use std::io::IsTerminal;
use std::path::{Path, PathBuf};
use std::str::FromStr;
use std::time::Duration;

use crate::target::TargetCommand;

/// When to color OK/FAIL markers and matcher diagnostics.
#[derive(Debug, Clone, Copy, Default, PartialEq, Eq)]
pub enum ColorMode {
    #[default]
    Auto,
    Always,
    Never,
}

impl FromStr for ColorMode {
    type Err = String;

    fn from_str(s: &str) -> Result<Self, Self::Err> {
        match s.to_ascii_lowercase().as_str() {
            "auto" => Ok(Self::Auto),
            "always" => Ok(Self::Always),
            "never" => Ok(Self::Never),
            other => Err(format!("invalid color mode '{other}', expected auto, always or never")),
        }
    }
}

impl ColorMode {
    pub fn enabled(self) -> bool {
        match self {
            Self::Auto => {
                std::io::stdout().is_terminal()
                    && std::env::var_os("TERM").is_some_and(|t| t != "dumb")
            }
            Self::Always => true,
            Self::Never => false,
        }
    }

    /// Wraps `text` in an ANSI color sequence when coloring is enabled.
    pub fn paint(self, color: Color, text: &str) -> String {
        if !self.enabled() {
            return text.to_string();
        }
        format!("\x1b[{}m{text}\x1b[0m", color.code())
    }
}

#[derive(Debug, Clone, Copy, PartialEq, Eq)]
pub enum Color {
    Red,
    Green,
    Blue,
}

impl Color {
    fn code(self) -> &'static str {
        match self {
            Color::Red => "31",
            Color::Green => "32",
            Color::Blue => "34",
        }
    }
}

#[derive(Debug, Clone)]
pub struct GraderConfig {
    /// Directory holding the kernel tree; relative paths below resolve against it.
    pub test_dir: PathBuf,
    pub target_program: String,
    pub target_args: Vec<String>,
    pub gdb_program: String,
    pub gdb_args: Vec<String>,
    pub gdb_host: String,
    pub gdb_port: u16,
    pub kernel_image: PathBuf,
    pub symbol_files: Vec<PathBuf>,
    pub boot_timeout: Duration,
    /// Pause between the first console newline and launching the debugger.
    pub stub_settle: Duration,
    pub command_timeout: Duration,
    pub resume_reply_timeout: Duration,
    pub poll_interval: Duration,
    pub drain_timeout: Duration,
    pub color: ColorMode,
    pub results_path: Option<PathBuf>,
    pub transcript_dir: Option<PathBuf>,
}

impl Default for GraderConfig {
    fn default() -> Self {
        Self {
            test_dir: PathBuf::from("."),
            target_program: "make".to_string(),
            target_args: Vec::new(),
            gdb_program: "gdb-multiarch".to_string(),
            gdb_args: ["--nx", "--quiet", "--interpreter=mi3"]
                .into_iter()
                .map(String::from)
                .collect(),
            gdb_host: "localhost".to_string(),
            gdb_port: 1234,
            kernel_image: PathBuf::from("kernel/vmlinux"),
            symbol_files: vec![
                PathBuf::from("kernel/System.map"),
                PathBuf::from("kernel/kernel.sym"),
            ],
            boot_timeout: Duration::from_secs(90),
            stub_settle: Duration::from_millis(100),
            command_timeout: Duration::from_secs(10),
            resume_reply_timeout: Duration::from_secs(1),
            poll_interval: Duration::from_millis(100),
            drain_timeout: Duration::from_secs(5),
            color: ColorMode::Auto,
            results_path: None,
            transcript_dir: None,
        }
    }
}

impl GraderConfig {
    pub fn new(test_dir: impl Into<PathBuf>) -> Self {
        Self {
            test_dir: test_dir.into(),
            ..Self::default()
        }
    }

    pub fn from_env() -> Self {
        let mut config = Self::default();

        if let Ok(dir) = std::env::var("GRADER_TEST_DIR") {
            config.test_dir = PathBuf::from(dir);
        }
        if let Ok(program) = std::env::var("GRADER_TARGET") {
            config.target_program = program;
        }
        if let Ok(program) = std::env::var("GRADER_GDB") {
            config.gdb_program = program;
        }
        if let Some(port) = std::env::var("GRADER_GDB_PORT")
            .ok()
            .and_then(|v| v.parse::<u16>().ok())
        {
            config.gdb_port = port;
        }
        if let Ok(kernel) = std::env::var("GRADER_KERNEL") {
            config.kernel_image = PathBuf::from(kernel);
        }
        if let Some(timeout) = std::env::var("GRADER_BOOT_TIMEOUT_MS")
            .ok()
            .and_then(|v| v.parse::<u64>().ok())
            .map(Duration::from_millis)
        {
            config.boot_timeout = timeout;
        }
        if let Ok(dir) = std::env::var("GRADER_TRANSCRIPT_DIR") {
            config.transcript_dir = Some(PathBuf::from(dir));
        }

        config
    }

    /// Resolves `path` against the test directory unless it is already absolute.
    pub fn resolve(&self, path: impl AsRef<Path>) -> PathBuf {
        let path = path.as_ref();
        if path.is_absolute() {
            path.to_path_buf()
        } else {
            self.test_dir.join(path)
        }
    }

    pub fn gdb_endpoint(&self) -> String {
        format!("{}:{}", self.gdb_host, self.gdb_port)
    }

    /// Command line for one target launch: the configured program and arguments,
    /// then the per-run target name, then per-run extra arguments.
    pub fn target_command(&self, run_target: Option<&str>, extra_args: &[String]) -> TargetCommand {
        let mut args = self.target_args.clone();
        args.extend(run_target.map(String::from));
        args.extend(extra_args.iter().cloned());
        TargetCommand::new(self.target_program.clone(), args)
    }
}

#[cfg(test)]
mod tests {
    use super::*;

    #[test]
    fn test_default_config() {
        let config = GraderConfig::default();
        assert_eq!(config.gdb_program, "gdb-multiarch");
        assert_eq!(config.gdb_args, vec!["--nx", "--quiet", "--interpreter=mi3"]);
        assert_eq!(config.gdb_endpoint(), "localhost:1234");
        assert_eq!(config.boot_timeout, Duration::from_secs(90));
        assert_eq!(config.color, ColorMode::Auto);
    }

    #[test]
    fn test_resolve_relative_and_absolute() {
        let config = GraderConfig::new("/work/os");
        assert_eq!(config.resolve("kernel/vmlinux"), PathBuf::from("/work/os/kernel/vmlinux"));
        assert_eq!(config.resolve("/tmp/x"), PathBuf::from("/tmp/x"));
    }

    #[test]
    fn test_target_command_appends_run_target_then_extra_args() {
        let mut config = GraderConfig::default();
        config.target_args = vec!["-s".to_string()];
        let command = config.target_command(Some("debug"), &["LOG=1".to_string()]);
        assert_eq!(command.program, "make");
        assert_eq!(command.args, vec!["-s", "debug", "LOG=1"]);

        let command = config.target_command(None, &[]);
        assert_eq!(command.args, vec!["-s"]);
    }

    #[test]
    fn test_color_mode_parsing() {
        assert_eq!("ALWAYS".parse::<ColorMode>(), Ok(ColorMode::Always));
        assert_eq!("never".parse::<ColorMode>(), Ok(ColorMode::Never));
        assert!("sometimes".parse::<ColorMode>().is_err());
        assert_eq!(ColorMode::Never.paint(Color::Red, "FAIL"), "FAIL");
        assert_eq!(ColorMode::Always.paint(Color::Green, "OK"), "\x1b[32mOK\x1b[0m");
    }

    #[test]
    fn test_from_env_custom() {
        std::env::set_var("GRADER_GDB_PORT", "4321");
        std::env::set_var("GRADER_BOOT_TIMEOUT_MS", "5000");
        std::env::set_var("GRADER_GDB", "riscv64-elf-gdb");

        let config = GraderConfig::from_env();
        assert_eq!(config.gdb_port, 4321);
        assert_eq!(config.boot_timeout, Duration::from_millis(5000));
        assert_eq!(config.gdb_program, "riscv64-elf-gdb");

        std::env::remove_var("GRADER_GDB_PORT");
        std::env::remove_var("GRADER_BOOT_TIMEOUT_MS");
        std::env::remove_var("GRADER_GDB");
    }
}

EXERCISE REQUIREMENTS -> Take the line above containing "args.extend(run_target.map(String::from));", the line containing "assert_eq!(config.boot_timeout, Duration::from_secs(90));", and all lines in between, and copy them exactly without anything else.

EXERCISE ANSWER ->
        args.extend(run_target.map(String::from));
        args.extend(extra_args.iter().cloned());
        TargetCommand::new(self.target_program.clone(), args)
    }
}

#[cfg(test)]
mod tests {
    use super::*;

    #[test]
    fn test_default_config() {
        let config = GraderConfig::default();
        assert_eq!(config.gdb_program, "gdb-multiarch");
        assert_eq!(config.gdb_args, vec!["--nx", "--quiet", "--interpreter=mi3"]);
        assert_eq!(config.gdb_endpoint(), "localhost:1234");
        assert_eq!(config.boot_timeout, Duration::from_secs(90));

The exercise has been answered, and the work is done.